Sair adjective sore
‘“You’re back late, Mac Dubh,” said Murdo Lindsay, voice rusty with sleep. “Ye’ll be sair tuckered tomorrow.”’ (Voyager)
We have many records of sair - with numerous variant spellings ranging from sare to soire - indicating how frequently it appears in written records. The form derives most probably from Old English sār ‘sore’, with the spelling o for Old English ā: a common development found also in the development of such words as Old English āc ‘oak’, hām ‘home’, stān ‘stone’, and late Old English lāng ‘long’ (see also the related Old Norse sárr), where Scots has aik, hame, stane and lang/laing respectively, retaining the old spelling. However, the pronunciation has changed since Old English times.
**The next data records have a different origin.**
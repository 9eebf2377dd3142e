use anyhow::Result;
use std::path::Path;

use crate::config::Config;
use crate::script::EventScript;

pub mod headless;

pub use headless::{HeadlessBackend, ReplaySummary};

/// Replay an event script headlessly and write the final frame to `output`.
///
/// # Arguments
/// * `config` - Grid geometry, colors and frame rate
/// * `script` - Input events grouped into frames
/// * `output` - PNG path for the last rendered frame
/// * `realtime` - Pace frames at the configured frame rate
pub fn run_replay(
    config: &Config,
    script: &EventScript,
    output: &Path,
    realtime: bool,
) -> Result<ReplaySummary> {
    let mut backend = HeadlessBackend::new(config)?;
    let summary = backend.run(script, realtime)?;
    backend.write_png(output)?;
    Ok(summary)
}
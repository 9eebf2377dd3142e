use crate::input::events::Key;

use super::InputState;

impl InputState {
    /// Processes a key press event.
    ///
    /// Keys only matter while the radius box is being edited:
    /// - Digits are appended to the buffer
    /// - Backspace removes the last digit
    /// - Return commits the buffer as the circle radius
    /// - Other printable characters invalidate the pending entry
    ///
    /// Everything else, and every key while not editing, is ignored.
    pub fn on_key_press(&mut self, key: Key) {
        if !self.radius_input.is_editing() {
            return;
        }

        match key {
            Key::Char(c) => {
                self.radius_input.type_char(c);
            }
            Key::Backspace => {
                self.radius_input.backspace();
            }
            Key::Return => {
                if let Some(radius) = self.radius_input.commit() {
                    log::info!("Circle radius set to {radius}");
                    self.gesture.radius = radius;
                }
            }
            Key::Unknown => {}
        }
    }
}
//! Prints the JSON schema of `config.toml` for editor integration.

use anyhow::{Context, Result};
use clap::Parser;
use std::path::PathBuf;

#[derive(Parser, Debug)]
#[command(about = "Print the rastergrid config JSON schema")]
struct Args {
    /// Write the schema to this file instead of stdout
    #[arg(long, short = 'o', value_name = "PATH")]
    output: Option<PathBuf>,
}

fn main() -> Result<()> {
    env_logger::init();
    let args = Args::parse();

    let schema = serde_json::to_string_pretty(&rastergrid::Config::json_schema())?;
    match args.output {
        Some(path) => {
            std::fs::write(&path, schema + "\n")
                .with_context(|| format!("Failed to write schema to {}", path.display()))?;
            log::info!("Wrote config schema to {}", path.display());
        }
        None => println!("{schema}"),
    }
    Ok(())
}
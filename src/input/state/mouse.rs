use crate::draw::Point;
use crate::input::{
    events::MouseButton,
    layout::{Region, SidebarHit},
};

use super::{DrawingState, InputState};

impl InputState {
    /// Processes a mouse button press event.
    ///
    /// # Arguments
    /// * `button` - Which mouse button was pressed
    /// * `x` - Mouse X coordinate in pixels
    /// * `y` - Mouse Y coordinate in pixels
    ///
    /// # Behavior
    /// - Only the left button does anything
    /// - Drawing region: advances the gesture for the active algorithm
    /// - Sidebar: toggles radius editing or applies a tool row
    /// - Anywhere else: ignored, a pending line gesture is kept
    pub fn on_mouse_press(&mut self, button: MouseButton, x: i32, y: i32) {
        if button != MouseButton::Left {
            log::debug!("Ignoring {button:?} button press at ({x}, {y})");
            return;
        }

        match self.layout.hit_test(x, y) {
            Region::Drawing(cell) => self.on_canvas_click(cell),
            Region::Sidebar(hit) => self.on_sidebar_click(hit),
            Region::Outside => {
                log::debug!("Ignoring click outside the window at ({x}, {y})");
            }
        }
    }

    fn on_sidebar_click(&mut self, hit: SidebarHit) {
        match hit {
            SidebarHit::RadiusInput => {
                let editing = self.radius_input.toggle();
                log::debug!("Radius input editing: {editing}");
            }
            SidebarHit::Tool(item) => {
                self.radius_input.deactivate();
                self.apply_sidebar_item(item);
            }
            SidebarHit::Empty => self.radius_input.deactivate(),
        }
    }

    fn on_canvas_click(&mut self, cell: Point) {
        if !self.algorithm.is_line() {
            // Completes on a single click. The center shares `start` with a
            // pending line, which then continues from here.
            self.gesture.start = cell;
            self.run_algorithm();
            return;
        }

        match self.state {
            DrawingState::Idle => {
                self.gesture.start = cell;
                self.state = DrawingState::AwaitingSecondPoint;
                log::debug!("Line start placed at {cell}");
            }
            DrawingState::AwaitingSecondPoint => {
                self.gesture.end = cell;
                self.run_algorithm();
                self.state = DrawingState::Idle;
            }
        }
    }
}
Several entries indicate that many meanings of sair equate to those of present-day English ‘sore’. Even so, there are many citations that seem to be more characteristic of Scots, even if they were once found in dialects south of the border. One example is the adjectival usage, exemplified by this citation from the Glasgow Herald for 2004: ‘It’s a sair day when the Scots government haes tae be telt by the Cooncil o Europe’s Comatee o Experts tae uphaud and promote the Scots language’. And the adverbial use - now no longer deployed in standard English - is especially frequent in our citations as in this one from Liz Lochhead’s translation of Euripides’s Medea (2000): ‘canna sleep greets till she can greet nae mair/ stares at the cauld grunn greets again greets sair’.
And there are distinctive Scots idioms. Although the expression ‘like a bear with a sore head’ is (according to the Oxford English Dictionary) common in varieties of English, the expression ‘sair heid’ (in various spellings) is characteristically Scots, from The Complaynt of Scotland (1550), through an Orkney witch trial from 1643, to Robert Burns’ Death and Dr Hornbrook (1786): ‘Tippence-worth to mend her head, When it was sair’. Perhaps the most relevant citation is from James Mactaggart’s Scottish Gallovidian Encyclopedia (1824): ‘A confounded sair head, proceeding from the effects of taking the wee drap’. Since poor Mactaggart was dismissed from his day-job as an engineer for drunkenness, the quotation seems sadly apt.